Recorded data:
[Start of section]
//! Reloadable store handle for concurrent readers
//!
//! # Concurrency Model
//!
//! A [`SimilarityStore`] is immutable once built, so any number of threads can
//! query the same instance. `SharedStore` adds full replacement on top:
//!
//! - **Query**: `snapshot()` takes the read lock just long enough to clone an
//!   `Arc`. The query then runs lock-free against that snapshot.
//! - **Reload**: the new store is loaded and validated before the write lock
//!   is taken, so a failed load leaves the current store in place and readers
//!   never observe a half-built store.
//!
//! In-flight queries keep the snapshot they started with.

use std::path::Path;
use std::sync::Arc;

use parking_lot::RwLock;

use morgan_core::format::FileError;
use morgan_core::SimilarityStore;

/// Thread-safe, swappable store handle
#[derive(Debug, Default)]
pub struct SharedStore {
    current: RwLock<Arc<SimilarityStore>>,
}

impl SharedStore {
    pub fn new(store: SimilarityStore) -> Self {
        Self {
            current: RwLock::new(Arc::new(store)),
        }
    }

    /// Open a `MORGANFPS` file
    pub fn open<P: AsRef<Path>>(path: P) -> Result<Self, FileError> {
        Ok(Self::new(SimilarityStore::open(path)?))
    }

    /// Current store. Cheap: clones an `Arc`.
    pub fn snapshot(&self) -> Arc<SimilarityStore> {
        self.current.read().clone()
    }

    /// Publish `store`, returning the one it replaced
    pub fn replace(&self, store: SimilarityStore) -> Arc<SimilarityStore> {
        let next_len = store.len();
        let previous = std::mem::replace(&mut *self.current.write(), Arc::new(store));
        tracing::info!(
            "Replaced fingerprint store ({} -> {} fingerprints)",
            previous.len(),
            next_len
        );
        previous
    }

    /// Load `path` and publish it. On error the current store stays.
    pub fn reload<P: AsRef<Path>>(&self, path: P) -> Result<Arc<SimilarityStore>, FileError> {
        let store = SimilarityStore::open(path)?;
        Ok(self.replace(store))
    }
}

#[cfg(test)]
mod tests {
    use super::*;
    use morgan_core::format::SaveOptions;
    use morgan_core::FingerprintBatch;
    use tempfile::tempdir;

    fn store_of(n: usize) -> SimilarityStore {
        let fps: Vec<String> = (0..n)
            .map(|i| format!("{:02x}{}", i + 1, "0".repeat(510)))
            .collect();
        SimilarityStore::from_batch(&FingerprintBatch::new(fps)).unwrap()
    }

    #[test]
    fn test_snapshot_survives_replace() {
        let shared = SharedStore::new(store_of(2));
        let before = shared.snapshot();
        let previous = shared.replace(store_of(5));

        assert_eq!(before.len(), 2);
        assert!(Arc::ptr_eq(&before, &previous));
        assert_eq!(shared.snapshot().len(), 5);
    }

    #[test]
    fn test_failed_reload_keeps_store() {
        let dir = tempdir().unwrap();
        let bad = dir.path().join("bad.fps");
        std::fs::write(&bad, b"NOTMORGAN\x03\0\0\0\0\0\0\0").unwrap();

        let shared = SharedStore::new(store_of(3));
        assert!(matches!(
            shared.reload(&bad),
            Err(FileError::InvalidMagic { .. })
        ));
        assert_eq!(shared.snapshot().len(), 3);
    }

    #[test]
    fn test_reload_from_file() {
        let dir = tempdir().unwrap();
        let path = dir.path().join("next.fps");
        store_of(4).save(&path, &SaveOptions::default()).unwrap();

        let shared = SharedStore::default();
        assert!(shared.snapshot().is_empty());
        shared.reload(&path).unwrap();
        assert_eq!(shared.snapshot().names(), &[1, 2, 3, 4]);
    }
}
[End of section]
[Start of section]
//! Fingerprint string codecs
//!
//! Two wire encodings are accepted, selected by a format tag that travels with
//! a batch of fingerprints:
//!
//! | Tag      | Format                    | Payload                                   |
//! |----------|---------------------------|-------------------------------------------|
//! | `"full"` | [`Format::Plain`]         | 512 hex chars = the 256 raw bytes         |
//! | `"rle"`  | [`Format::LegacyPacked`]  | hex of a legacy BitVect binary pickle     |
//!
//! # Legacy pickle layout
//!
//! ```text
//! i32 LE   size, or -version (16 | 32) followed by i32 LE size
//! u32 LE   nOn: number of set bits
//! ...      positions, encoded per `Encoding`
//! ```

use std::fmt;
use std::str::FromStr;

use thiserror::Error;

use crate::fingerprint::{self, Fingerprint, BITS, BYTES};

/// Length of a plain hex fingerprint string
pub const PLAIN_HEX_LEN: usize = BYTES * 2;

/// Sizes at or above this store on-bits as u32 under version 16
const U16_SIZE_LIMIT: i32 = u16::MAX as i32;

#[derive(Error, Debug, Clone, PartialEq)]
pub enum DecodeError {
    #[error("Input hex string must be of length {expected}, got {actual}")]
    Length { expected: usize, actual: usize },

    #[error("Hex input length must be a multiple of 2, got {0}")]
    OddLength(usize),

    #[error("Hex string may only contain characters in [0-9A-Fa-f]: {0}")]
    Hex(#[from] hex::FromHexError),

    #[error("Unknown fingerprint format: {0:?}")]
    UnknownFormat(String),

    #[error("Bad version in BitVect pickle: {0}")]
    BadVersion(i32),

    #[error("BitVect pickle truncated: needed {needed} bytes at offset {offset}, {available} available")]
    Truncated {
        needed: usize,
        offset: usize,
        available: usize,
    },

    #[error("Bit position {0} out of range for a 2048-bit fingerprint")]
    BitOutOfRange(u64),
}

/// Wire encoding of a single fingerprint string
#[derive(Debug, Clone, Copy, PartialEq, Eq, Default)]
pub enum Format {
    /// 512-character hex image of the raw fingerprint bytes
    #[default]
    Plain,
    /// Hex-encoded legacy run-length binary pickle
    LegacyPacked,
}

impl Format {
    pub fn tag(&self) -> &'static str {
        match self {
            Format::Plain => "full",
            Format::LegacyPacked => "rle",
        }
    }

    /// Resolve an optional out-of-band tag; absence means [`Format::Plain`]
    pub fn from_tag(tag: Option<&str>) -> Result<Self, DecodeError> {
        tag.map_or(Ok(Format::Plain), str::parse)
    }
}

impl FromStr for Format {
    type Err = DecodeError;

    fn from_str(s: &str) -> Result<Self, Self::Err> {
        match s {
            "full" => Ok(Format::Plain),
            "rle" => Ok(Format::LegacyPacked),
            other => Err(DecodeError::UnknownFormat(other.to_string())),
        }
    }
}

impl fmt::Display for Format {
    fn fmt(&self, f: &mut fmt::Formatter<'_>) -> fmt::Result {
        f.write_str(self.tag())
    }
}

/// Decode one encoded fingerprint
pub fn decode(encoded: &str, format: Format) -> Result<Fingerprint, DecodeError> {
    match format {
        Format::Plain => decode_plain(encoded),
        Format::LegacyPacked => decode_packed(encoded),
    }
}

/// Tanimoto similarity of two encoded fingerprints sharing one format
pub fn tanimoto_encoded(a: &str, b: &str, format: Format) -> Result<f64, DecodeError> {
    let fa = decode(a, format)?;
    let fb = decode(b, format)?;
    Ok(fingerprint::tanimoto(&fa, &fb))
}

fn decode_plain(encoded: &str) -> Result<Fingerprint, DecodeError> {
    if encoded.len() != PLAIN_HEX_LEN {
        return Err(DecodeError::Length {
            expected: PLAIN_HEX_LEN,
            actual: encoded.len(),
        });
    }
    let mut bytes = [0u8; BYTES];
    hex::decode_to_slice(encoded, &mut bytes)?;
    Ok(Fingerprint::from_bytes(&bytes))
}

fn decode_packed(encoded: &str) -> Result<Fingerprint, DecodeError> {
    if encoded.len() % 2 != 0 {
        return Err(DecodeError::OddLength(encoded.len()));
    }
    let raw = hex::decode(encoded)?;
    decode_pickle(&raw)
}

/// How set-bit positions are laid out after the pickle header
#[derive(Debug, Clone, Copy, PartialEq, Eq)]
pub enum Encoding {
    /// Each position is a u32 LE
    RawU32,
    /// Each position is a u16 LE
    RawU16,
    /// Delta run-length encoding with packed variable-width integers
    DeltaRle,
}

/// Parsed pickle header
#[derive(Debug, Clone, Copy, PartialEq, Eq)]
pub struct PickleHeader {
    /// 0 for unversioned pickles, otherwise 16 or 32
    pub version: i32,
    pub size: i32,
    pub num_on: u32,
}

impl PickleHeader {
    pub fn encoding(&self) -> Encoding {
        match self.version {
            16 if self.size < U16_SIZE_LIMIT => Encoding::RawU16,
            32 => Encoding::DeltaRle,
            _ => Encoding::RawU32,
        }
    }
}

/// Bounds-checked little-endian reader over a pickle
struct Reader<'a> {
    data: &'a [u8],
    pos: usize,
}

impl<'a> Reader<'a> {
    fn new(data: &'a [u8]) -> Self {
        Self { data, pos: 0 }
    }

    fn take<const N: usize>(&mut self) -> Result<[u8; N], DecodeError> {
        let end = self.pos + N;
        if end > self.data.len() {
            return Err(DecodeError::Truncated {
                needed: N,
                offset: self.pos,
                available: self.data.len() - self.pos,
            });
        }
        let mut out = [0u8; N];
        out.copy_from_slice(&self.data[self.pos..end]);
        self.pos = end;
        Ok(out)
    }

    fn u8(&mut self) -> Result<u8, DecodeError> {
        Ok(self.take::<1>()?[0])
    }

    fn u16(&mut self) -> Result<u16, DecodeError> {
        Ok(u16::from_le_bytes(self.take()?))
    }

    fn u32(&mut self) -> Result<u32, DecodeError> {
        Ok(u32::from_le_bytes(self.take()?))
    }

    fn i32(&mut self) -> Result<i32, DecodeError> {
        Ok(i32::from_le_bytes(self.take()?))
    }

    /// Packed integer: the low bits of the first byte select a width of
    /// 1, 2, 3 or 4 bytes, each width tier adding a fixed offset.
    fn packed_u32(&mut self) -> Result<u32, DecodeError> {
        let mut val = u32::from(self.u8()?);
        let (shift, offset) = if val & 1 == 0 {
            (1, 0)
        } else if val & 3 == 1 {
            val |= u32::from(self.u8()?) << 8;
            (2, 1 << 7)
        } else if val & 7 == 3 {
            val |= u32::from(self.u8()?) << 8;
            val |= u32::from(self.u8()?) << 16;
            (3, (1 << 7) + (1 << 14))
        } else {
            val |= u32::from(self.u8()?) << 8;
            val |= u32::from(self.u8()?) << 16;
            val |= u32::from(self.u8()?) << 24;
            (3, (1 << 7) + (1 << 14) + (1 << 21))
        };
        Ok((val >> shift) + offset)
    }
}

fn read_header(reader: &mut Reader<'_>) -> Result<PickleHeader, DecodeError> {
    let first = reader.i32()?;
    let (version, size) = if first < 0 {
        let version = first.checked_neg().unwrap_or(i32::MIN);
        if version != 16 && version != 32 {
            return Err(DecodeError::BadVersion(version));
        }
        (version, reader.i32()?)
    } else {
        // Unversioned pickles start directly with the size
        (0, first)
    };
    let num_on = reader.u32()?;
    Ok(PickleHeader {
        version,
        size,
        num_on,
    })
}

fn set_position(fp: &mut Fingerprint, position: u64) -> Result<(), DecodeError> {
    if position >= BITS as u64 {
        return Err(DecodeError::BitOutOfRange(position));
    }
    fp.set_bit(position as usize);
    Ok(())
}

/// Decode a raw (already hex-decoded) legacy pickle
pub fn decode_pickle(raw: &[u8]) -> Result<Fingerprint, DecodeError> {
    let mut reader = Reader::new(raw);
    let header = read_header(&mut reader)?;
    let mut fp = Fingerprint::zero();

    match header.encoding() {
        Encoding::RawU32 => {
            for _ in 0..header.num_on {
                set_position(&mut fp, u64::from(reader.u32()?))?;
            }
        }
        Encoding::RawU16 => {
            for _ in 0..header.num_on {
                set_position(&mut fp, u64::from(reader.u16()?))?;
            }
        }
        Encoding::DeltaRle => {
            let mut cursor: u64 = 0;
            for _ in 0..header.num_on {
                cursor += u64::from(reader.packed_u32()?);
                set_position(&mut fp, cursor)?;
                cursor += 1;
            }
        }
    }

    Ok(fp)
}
[End of section]
#### [ABOUT THIS TASK]
Look above for the line with "for concurrent readers" and the line with "store. Cheap: clones". Write out those two lines and all the lines between them, exactly, and no others.

#### [ANSWER]
//! Reloadable store handle for concurrent readers
//!
//! # Concurrency Model
//!
//! A [`SimilarityStore`] is immutable once built, so any number of threads can
//! query the same instance. `SharedStore` adds full replacement on top:
//!
//! - **Query**: `snapshot()` takes the read lock just long enough to clone an
//!   `Arc`. The query then runs lock-free against that snapshot.
//! - **Reload**: the new store is loaded and validated before the write lock
//!   is taken, so a failed load leaves the current store in place and readers
//!   never observe a half-built store.
//!
//! In-flight queries keep the snapshot they started with.

use std::path::Path;
use std::sync::Arc;

use parking_lot::RwLock;

use morgan_core::format::FileError;
use morgan_core::SimilarityStore;

/// Thread-safe, swappable store handle
#[derive(Debug, Default)]
pub struct SharedStore {
    current: RwLock<Arc<SimilarityStore>>,
}

impl SharedStore {
    pub fn new(store: SimilarityStore) -> Self {
        Self {
            current: RwLock::new(Arc::new(store)),
        }
    }

    /// Open a `MORGANFPS` file
    pub fn open<P: AsRef<Path>>(path: P) -> Result<Self, FileError> {
        Ok(Self::new(SimilarityStore::open(path)?))
    }

    /// Current store. Cheap: clones an `Arc`.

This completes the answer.